● Raw data
"""

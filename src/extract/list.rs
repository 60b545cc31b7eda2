//! `<ul>`/`<ol>` extraction (spec §4.6): each `<li>` becomes a run or short
//! run sequence in one flattened `items` list, with a `bullet` marker on the
//! first run of every item whose `list-style-type` is not `none`.

use crate::color::parse_color;
use crate::dom::{ElementNode, ExtractedDocument, NodeId};
use crate::errors::ValidationError;
use crate::font::normalize_font_family;
use crate::model::{Align, Bullet, ElementRecord, ListElement, ListStyle, Run};
use crate::units::px_to_pt;

pub fn try_extract_list(
    doc: &ExtractedDocument,
    node_id: NodeId,
    el: &ElementNode,
    errors: &mut Vec<ValidationError>,
) -> Option<ElementRecord> {
    if el.tag != "ul" && el.tag != "ol" {
        return None;
    }

    let bulleted = el.computed.list_style_type.trim() != "none";
    let indent_pt = px_to_pt(el.computed.padding_left_px.max(el.computed.margin_left_px));

    let mut items = Vec::new();
    for &child in doc.children(node_id) {
        let Some(item_el) = doc.element(child) else { continue };
        if item_el.tag != "li" {
            continue;
        }

        let (runs, run_errors) = crate::runs::flatten_runs(doc, child, true);
        errors.extend(run_errors);
        let mut runs = crate::model::TextContent::trim_runs(runs);

        if bulleted {
            match runs.first_mut() {
                Some(first) => first.options.bullet = Some(Bullet { indent: indent_pt }),
                None => {
                    let mut r = Run::plain("");
                    r.options.bullet = Some(Bullet { indent: indent_pt });
                    runs.push(r);
                }
            }
        }

        items.extend(runs);
        if doc.has_following_meaningful_sibling(child) {
            let mut br = Run::plain("");
            br.set_break_line();
            items.push(br);
        }
    }

    let style = ListStyle {
        font_size: px_to_pt(el.computed.font_size_px),
        font_face: normalize_font_family(&el.computed.font_family),
        color: parse_color(&el.computed.color).map(|c| c.hex_string()).unwrap_or_default(),
        align: Some(Align::from_css(&el.computed.text_align)),
        line_spacing: super::text::line_height_pt(&el.computed.line_height),
        para_space_before: px_to_pt(el.computed.margin_top_px),
        para_space_after: px_to_pt(el.computed.margin_bottom_px),
        margin: [
            px_to_pt(el.computed.margin_left_px),
            px_to_pt(el.computed.margin_right_px),
            px_to_pt(el.computed.margin_bottom_px),
            px_to_pt(el.computed.margin_top_px),
        ],
    };

    Some(ElementRecord::List(ListElement { items, position: super::resolved_position(el), style }))
}

#[cfg(test)]
mod tests {
    use super::*;
    use crate::dom::{BodyMetrics, ComputedStyle};
    use crate::harness::{NodeOverride, StaticPage};
    use crate::units::PxRect;

    fn extract_doc(html: &str) -> ExtractedDocument {
        let mut page = StaticPage::new(
            html,
            BodyMetrics { width_px: 960.0, height_px: 540.0, scroll_width_px: 960.0, scroll_height_px: 540.0 },
        );
        crate::browser::Page::extract(&mut page).unwrap()
    }

    fn find(doc: &ExtractedDocument, tag: &str) -> NodeId {
        doc.nodes.iter().find(|n| n.as_element().map(|e| e.tag == tag).unwrap_or(false)).unwrap().id
    }

    #[test]
    fn each_item_carries_a_bullet_on_its_first_run() {
        let doc = extract_doc("<html><body><ul><li>one</li><li>two</li></ul></body></html>");
        let ul = find(&doc, "ul");
        let el = doc.element(ul).unwrap();
        let mut errors = Vec::new();
        let record = try_extract_list(&doc, ul, el, &mut errors).unwrap();
        let ElementRecord::List(l) = record else { panic!("expected list") };
        assert!(l.items[0].options.bullet.is_some());
        let break_count = l.items.iter().filter(|r| r.options.break_line == Some(true)).count();
        assert_eq!(break_count, 1);
    }

    #[test]
    fn list_style_none_suppresses_bullet() {
        let mut page = StaticPage::new(
            "<html><body><ul id=\"u\"><li>one</li></ul></body></html>",
            BodyMetrics { width_px: 960.0, height_px: 540.0, scroll_width_px: 960.0, scroll_height_px: 540.0 },
        )
        .with_override(
            "u",
            NodeOverride {
                rect: PxRect::default(),
                offset_width: 0.0,
                offset_height: 0.0,
                computed: ComputedStyle { list_style_type: "none".into(), ..Default::default() },
            },
        );
        let doc = crate::browser::Page::extract(&mut page).unwrap();
        let ul = find(&doc, "ul");
        let el = doc.element(ul).unwrap();
        let mut errors = Vec::new();
        let record = try_extract_list(&doc, ul, el, &mut errors).unwrap();
        let ElementRecord::List(l) = record else { panic!("expected list") };
        assert!(l.items[0].options.bullet.is_none());
    }
}
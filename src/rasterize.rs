//! The rasterizer (spec §4.8): screenshots whatever CSS construct the
//! target renderer cannot represent natively (inline SVG, CSS gradients,
//! background images, images needing `object-fit`/`object-position`/
//! `border-radius` baked in) and replaces the record with a plain `Image`
//! pointing at the rendered PNG.

use std::path::{Path, PathBuf};

use rand::Rng;

use crate::browser::{Page, ScreenshotOptions};
use crate::dom::NodeId;
use crate::errors::Result;
use crate::model::{ElementRecord, ImageElement};

/// Rasterizes every intermediate record in place. `node_ids[i]` is the
/// extracted node id `elements[i]` came from; extraction keeps both lists
/// in lockstep so the rasterizer can screenshot the right element without
/// re-walking the document.
pub fn rasterize_all<P: Page>(
    page: &mut P,
    elements: &mut [ElementRecord],
    node_ids: &[NodeId],
    out_dir: &Path,
) -> Result<()> {
    for (element, &node_id) in elements.iter_mut().zip(node_ids) {
        if !needs_rasterization(element) {
            continue;
        }
        let position = element.position().expect("rasterizable kinds always carry a position");
        let path = unique_png_path(out_dir);
        rasterize_one(page, node_id, &path)?;
        *element = ElementRecord::Image(ImageElement {
            src: path.display().to_string(),
            position,
            style: None,
        });
    }
    Ok(())
}

fn needs_rasterization(element: &ElementRecord) -> bool {
    match element {
        ElementRecord::Svg(_) | ElementRecord::BgImage(_) | ElementRecord::Gradient(_) => true,
        ElementRecord::Image(img) => {
            let src_is_svg = img.src.to_ascii_lowercase().ends_with(".svg");
            src_is_svg || img.style.as_ref().is_some_and(|s| s.needs_rasterization(src_is_svg))
        }
        _ => false,
    }
}

fn rasterize_one<P: Page>(page: &mut P, node_id: NodeId, out_path: &Path) -> Result<()> {
    // The element is screenshotted against a transparent backdrop, never
    // the composed page, so the image can be overlaid on whatever sits
    // beneath it in the final slide.
    let handle = page.inject_fixed_element("background: transparent;")?;
    let result = page.screenshot_element(node_id, out_path, ScreenshotOptions { omit_background: true });
    page.remove_injected_element(handle)?;
    result
}

fn unique_png_path(out_dir: &Path) -> PathBuf {
    let millis = std::time::SystemTime::now()
        .duration_since(std::time::UNIX_EPOCH)
        .map(|d| d.as_millis())
        .unwrap_or(0);
    let suffix: u32 = rand::thread_rng().gen();
    out_dir.join(format!("raster-{millis:x}-{suffix:08x}.png"))
}
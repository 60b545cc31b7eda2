//! Length conversions between the units the browser reports (mostly px) and
//! the units the slide description uses (inches for position/size, points
//! for font sizes and offsets).

use crate::constants::{EMU_PER_IN, PT_PER_IN, PT_PER_PX, PX_PER_IN};

/// A CSS length carrying its original unit, as parsed from a raw computed- or
/// specified-style string (e.g. `"12px"`, `"1.5pt"`, `"50%"`).
#[derive(Debug, Clone, Copy, PartialEq)]
pub enum Length {
    Px(f64),
    Pt(f64),
    In(f64),
    /// A bare percentage, meaningful only relative to some other dimension
    /// (e.g. `border-radius: 50%`); the caller resolves it.
    Percent(f64),
}

impl Length {
    /// Parses a CSS length string such as `"12px"`, `"1.5pt"`, `"0.2in"`, or
    /// `"50%"`. Returns `None` for unparsable or unitless (other than `0`)
    /// values.
    pub fn parse(raw: &str) -> Option<Length> {
        let raw = raw.trim();
        if raw == "0" {
            return Some(Length::Px(0.0));
        }
        let (num_part, unit) = raw.split_at(
            raw.find(|c: char| !c.is_ascii_digit() && c != '.' && c != '-')
                .unwrap_or(raw.len()),
        );
        let magnitude: f64 = num_part.parse().ok()?;
        match unit {
            "px" => Some(Length::Px(magnitude)),
            "pt" => Some(Length::Pt(magnitude)),
            "in" => Some(Length::In(magnitude)),
            "%" => Some(Length::Percent(magnitude)),
            "" => None,
            _ => None,
        }
    }

    /// Converts to inches. Percentages cannot be converted without a base and
    /// return `None`.
    pub fn to_inches(self) -> Option<f64> {
        match self {
            Length::Px(v) => Some(px_to_in(v)),
            Length::Pt(v) => Some(pt_to_in(v)),
            Length::In(v) => Some(v),
            Length::Percent(_) => None,
        }
    }

    /// Converts to points. Percentages cannot be converted without a base and
    /// return `None`.
    pub fn to_points(self) -> Option<f64> {
        match self {
            Length::Px(v) => Some(px_to_pt(v)),
            Length::Pt(v) => Some(v),
            Length::In(v) => Some(v * PT_PER_IN),
            Length::Percent(_) => None,
        }
    }
}

/// A bounding box in CSS pixels, as `getBoundingClientRect()` would report.
#[derive(Debug, Clone, Copy, PartialEq, Default)]
pub struct PxRect {
    pub x: f64,
    pub y: f64,
    pub w: f64,
    pub h: f64,
}

impl PxRect {
    pub fn center(&self) -> (f64, f64) {
        (self.x + self.w / 2.0, self.y + self.h / 2.0)
    }

    /// Converts to an inches-based [`crate::model::Position`].
    pub fn to_position(&self) -> crate::model::Position {
        crate::model::Position {
            x: px_to_in(self.x),
            y: px_to_in(self.y),
            w: px_to_in(self.w),
            h: px_to_in(self.h),
        }
    }
}

pub fn px_to_pt(px: f64) -> f64 {
    px * PT_PER_PX
}

pub fn pt_to_px(pt: f64) -> f64 {
    pt / PT_PER_PX
}

pub fn px_to_in(px: f64) -> f64 {
    px / PX_PER_IN
}

pub fn in_to_px(inches: f64) -> f64 {
    inches * PX_PER_IN
}

pub fn pt_to_in(pt: f64) -> f64 {
    pt / PT_PER_IN
}

pub fn in_to_pt(inches: f64) -> f64 {
    inches * PT_PER_IN
}

pub fn in_to_emu(inches: f64) -> f64 {
    inches * EMU_PER_IN
}

pub fn emu_to_in(emu: f64) -> f64 {
    emu / EMU_PER_IN
}

/// Parses a raw px-suffixed computed-style string into a float, defaulting to
/// `0.0` for anything unparsable (mirrors the defensive `unwrap_or(0.0)`
/// style the rest of the pipeline uses for missing/malformed style data).
pub fn parse_px_or_zero(raw: &str) -> f64 {
    Length::parse(raw)
        .and_then(|l| match l {
            Length::Px(v) => Some(v),
            _ => None,
        })
        .unwrap_or(0.0)
}

#[cfg(test)]
mod tests {
    use super::*;

    #[test]
    fn parses_px_pt_in_percent() {
        assert_eq!(Length::parse("12px"), Some(Length::Px(12.0)));
        assert_eq!(Length::parse("1.5pt"), Some(Length::Pt(1.5)));
        assert_eq!(Length::parse("0.2in"), Some(Length::In(0.2)));
        assert_eq!(Length::parse("49%"), Some(Length::Percent(49.0)));
        assert_eq!(Length::parse("0"), Some(Length::Px(0.0)));
    }

    #[test]
    fn px_round_trips_through_inches() {
        let px = 96.0;
        let inches = px_to_in(px);
        assert_eq!(inches, 1.0);
        assert_eq!(in_to_px(inches), px);
    }

    #[test]
    fn in_to_emu_is_exact() {
        assert_eq!(in_to_emu(1.0), 914_400.0);
        assert_eq!(emu_to_in(914_400.0), 1.0);
    }

    #[test]
    fn px_to_pt_matches_browser_dpi_assumption() {
        assert_eq!(px_to_pt(96.0), 72.0);
    }
}
use serde::{Deserialize, Serialize};

use super::background::Background;
use super::element::ElementRecord;
use super::placeholder::Placeholder;

/// The complete translation of one HTML slide: background, positioned
/// visual elements in document order, named placeholder regions, and any
/// validation errors gathered along the way (empty on a description the
/// emitter actually ran against, since emission only happens once
/// validation passes — spec §4/§7).
#[derive(Debug, Clone, PartialEq, Serialize, Deserialize)]
#[serde(rename_all = "camelCase")]
pub struct SlideDescription {
    pub background: Background,
    pub elements: Vec<ElementRecord>,
    pub placeholders: Vec<Placeholder>,
    pub errors: Vec<String>,
}

impl SlideDescription {
    pub fn new(background: Background) -> Self {
        SlideDescription {
            background,
            elements: Vec::new(),
            placeholders: Vec::new(),
            errors: Vec::new(),
        }
    }

    /// Invariant 2 (spec §3): after rasterization, no element is a CSS-only
    /// intermediate kind and the background is fully resolved.
    pub fn is_fully_rasterized(&self) -> bool {
        self.background.is_final()
            && !self.elements.iter().any(ElementRecord::is_rasterization_intermediate)
    }
}

#[cfg(test)]
mod tests {
    use super::*;

    #[test]
    fn fresh_description_is_not_rasterized_with_gradient_background() {
        let desc = SlideDescription::new(Background::Gradient {
            value: "linear-gradient(red, blue)".into(),
            style: None,
        });
        assert!(!desc.is_fully_rasterized());
    }

    #[test]
    fn color_background_with_no_elements_is_rasterized() {
        let desc = SlideDescription::new(Background::Color { value: "FFFFFF".into() });
        assert!(desc.is_fully_rasterized());
    }
}
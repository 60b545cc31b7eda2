use serde::{Deserialize, Serialize};

/// A bullet marker attached to the first run of a list item.
/// Derived from spec §3 ("the first run of each item carries
/// `bullet: {indent}` when `list-style-type ≠ none`").
#[derive(Debug, Clone, Copy, PartialEq, Serialize, Deserialize)]
#[serde(rename_all = "camelCase")]
pub struct Bullet {
    /// Text indent in points, applied to the first line of the item.
    pub indent: f64,
}

/// Per-run inline styling. Every field is optional because a run inherits
/// whatever it doesn't explicitly set from the containing text element.
#[derive(Debug, Clone, Default, PartialEq, Serialize, Deserialize)]
#[serde(rename_all = "camelCase")]
pub struct RunOptions {
    #[serde(skip_serializing_if = "Option::is_none")]
    pub bold: Option<bool>,
    #[serde(skip_serializing_if = "Option::is_none")]
    pub italic: Option<bool>,
    #[serde(skip_serializing_if = "Option::is_none")]
    pub underline: Option<bool>,
    #[serde(skip_serializing_if = "Option::is_none")]
    pub color: Option<String>,
    #[serde(skip_serializing_if = "Option::is_none")]
    pub font_size: Option<f64>,
    #[serde(skip_serializing_if = "Option::is_none")]
    pub transparency: Option<u8>,
    #[serde(skip_serializing_if = "Option::is_none")]
    pub break_line: Option<bool>,
    #[serde(skip_serializing_if = "Option::is_none")]
    pub bullet: Option<Bullet>,
}

/// A contiguous substring of a text element with uniform inline styling.
#[derive(Debug, Clone, PartialEq, Serialize, Deserialize)]
#[serde(rename_all = "camelCase")]
pub struct Run {
    pub text: String,
    pub options: RunOptions,
}

impl Run {
    pub fn plain(text: impl Into<String>) -> Self {
        Run { text: text.into(), options: RunOptions::default() }
    }

    pub fn set_break_line(&mut self) {
        self.options.break_line = Some(true);
    }
}

/// Either a single plain string (no inline formatting present) or a run
/// sequence, per spec §4.4: "If the element ... contains inline formatting
/// wrappers, emit text as `Run[]` ...; otherwise emit as a single string".
#[derive(Debug, Clone, PartialEq, Serialize, Deserialize)]
#[serde(untagged)]
pub enum TextContent {
    Plain(String),
    Runs(Vec<Run>),
}

impl TextContent {
    /// Trims the run/string sequence per invariant 4 (spec §3): the first
    /// run has no leading whitespace, the last has no trailing whitespace,
    /// empty runs are dropped.
    pub fn trim_runs(runs: Vec<Run>) -> Vec<Run> {
        let mut runs = runs;
        if let Some(first) = runs.first_mut() {
            first.text = first.text.trim_start().to_string();
        }
        if let Some(last) = runs.last_mut() {
            last.text = last.text.trim_end().to_string();
        }
        runs.retain(|r| !r.text.is_empty() || r.options.break_line.is_some());
        runs
    }
}
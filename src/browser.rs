//! The headless-browser collaborator, modeled as a trait pair rather than a
//! concrete driver. Nothing in this crate's dependency stack talks to a real
//! browser; callers plug in their own `Page`/`Browser` (a CDP client, a
//! WebDriver session, whatever they already run) and `translate` drives it
//! through this narrow interface. `harness` supplies a `scraper`-backed
//! stand-in good enough for this crate's own tests.

use std::path::Path;

use crate::dom::ExtractedDocument;
use crate::errors::{HostError, Result};

/// A rendered viewport size, in CSS pixels.
#[derive(Debug, Clone, Copy, PartialEq)]
pub struct Viewport {
    pub width_px: u32,
    pub height_px: u32,
}

/// Options for [`Page::screenshot_element`]. Mirrors spec §4.8: the
/// rasterizer always screenshots a single element in isolation, against a
/// transparent backdrop, never the composed page.
#[derive(Debug, Clone, Copy, PartialEq)]
pub struct ScreenshotOptions {
    pub omit_background: bool,
}

impl Default for ScreenshotOptions {
    fn default() -> Self {
        ScreenshotOptions { omit_background: true }
    }
}

/// One open page. Implementations own whatever process/connection backs
/// them; `translate` never outlives a single `Page` borrow, so there is no
/// async lifecycle to model here beyond ordinary `Result` propagation
/// (spec §5: the pipeline is sequential, one page in flight at a time).
pub trait Page {
    /// Sets the CSS viewport before navigation or extraction.
    fn set_viewport(&mut self, viewport: Viewport) -> Result<()>;

    /// Navigates to a `file://` URL for the given local HTML path.
    fn navigate_file(&mut self, path: &Path) -> Result<()>;

    /// Runs the extraction script and returns the typed tree (§4.2-§4.7 all
    /// operate on its output; see [`crate::dom`]).
    fn extract(&mut self) -> Result<ExtractedDocument>;

    /// Injects a `position: fixed` full-viewport element used by the
    /// rasterizer to get an opaque or transparent backdrop behind a
    /// screenshotted element (spec §4.8). Returns an opaque handle the
    /// caller passes back to `remove_injected_element`.
    fn inject_fixed_element(&mut self, css: &str) -> Result<InjectedHandle>;

    fn remove_injected_element(&mut self, handle: InjectedHandle) -> Result<()>;

    /// Screenshots exactly one element (identified by the node id the
    /// extraction pass assigned it) and writes a PNG to `out_path`.
    fn screenshot_element(
        &mut self,
        node_id: crate::dom::NodeId,
        out_path: &Path,
        options: ScreenshotOptions,
    ) -> Result<()>;
}

/// Opaque reference to an element injected by [`Page::inject_fixed_element`].
#[derive(Debug, Clone, Copy, PartialEq, Eq)]
pub struct InjectedHandle(pub u64);

/// Owns page lifecycles. A real implementation wraps a browser process or a
/// remote debugging connection; this crate never constructs one itself.
pub trait Browser {
    type Page: Page;

    fn open_page(&mut self) -> Result<Self::Page>;

    fn close_page(&mut self, page: Self::Page) -> Result<()>;
}

/// Convenience for implementations that want a uniform "the browser process
/// died" error without modeling every possible transport failure.
pub fn launch_failed(detail: impl Into<String>) -> HostError {
    HostError::Launch(detail.into())
}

"""

● Task requirements
Copy range, inclusive: the line holding "pub enum TextContent" to the line holding "if let Some(first)". Reproduce exactly those lines of the records above and no others.

● Solution to this exercise
pub enum TextContent {
    Plain(String),
    Runs(Vec<Run>),
}

impl TextContent {
    /// Trims the run/string sequence per invariant 4 (spec §3): the first
    /// run has no leading whitespace, the last has no trailing whitespace,
    /// empty runs are dropped.
    pub fn trim_runs(runs: Vec<Run>) -> Vec<Run> {
        let mut runs = runs;
        if let Some(first) = runs.first_mut() {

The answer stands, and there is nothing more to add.